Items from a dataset
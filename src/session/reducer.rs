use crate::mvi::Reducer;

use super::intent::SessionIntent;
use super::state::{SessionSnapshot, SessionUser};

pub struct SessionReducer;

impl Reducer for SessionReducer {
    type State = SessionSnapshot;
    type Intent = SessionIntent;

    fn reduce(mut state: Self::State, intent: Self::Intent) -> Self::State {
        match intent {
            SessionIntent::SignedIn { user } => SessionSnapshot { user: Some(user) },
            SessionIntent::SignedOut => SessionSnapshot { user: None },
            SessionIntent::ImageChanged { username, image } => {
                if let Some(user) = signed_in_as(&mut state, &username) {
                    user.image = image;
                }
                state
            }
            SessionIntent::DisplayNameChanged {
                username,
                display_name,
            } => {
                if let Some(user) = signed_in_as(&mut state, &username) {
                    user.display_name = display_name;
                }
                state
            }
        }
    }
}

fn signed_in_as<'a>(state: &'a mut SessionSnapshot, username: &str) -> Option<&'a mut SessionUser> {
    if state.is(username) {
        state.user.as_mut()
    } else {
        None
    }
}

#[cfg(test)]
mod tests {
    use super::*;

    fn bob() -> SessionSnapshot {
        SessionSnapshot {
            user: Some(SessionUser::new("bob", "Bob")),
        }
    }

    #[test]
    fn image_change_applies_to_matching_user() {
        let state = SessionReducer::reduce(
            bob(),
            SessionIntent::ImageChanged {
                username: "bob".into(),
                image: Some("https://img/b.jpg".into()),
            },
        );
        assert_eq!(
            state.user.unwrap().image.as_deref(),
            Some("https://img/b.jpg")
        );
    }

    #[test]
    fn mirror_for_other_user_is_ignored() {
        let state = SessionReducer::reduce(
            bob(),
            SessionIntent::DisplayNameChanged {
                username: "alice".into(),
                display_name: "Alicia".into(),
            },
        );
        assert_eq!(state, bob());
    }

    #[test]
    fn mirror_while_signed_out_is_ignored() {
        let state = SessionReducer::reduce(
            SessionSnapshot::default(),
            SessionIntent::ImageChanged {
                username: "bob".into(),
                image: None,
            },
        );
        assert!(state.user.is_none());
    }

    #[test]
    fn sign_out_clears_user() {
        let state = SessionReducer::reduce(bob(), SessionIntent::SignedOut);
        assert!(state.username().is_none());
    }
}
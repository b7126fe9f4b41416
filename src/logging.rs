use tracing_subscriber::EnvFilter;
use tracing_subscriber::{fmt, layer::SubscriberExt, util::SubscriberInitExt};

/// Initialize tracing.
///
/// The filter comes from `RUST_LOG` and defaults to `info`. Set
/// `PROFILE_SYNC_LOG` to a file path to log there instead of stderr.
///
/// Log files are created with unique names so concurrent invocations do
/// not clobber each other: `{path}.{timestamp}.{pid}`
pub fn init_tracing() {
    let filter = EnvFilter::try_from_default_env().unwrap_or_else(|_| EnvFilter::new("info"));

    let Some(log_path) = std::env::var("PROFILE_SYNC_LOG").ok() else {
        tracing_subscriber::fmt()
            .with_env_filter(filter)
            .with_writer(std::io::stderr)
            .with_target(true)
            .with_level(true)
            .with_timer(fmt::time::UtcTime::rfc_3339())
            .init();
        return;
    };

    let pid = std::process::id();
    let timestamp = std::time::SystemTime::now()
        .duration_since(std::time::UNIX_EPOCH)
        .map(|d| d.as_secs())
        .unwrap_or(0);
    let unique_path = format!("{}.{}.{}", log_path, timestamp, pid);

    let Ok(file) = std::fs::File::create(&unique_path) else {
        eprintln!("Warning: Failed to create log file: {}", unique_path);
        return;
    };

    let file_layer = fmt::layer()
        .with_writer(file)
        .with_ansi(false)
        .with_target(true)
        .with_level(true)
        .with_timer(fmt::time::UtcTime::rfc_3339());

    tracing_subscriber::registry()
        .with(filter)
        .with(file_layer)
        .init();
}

Exercise details => The entries above hold a line with "The filter comes" and a later line with "let timestamp = std::time::SystemTime::now()". Write out exactly those lines and all lines between, nothing more.

Exercise solution =>
/// The filter comes from `RUST_LOG` and defaults to `info`. Set
/// `PROFILE_SYNC_LOG` to a file path to log there instead of stderr.
///
/// Log files are created with unique names so concurrent invocations do
/// not clobber each other: `{path}.{timestamp}.{pid}`
pub fn init_tracing() {
    let filter = EnvFilter::try_from_default_env().unwrap_or_else(|_| EnvFilter::new("info"));

    let Some(log_path) = std::env::var("PROFILE_SYNC_LOG").ok() else {
        tracing_subscriber::fmt()
            .with_env_filter(filter)
            .with_writer(std::io::stderr)
            .with_target(true)
            .with_level(true)
            .with_timer(fmt::time::UtcTime::rfc_3339())
            .init();
        return;
    };

    let pid = std::process::id();
    let timestamp = std::time::SystemTime::now()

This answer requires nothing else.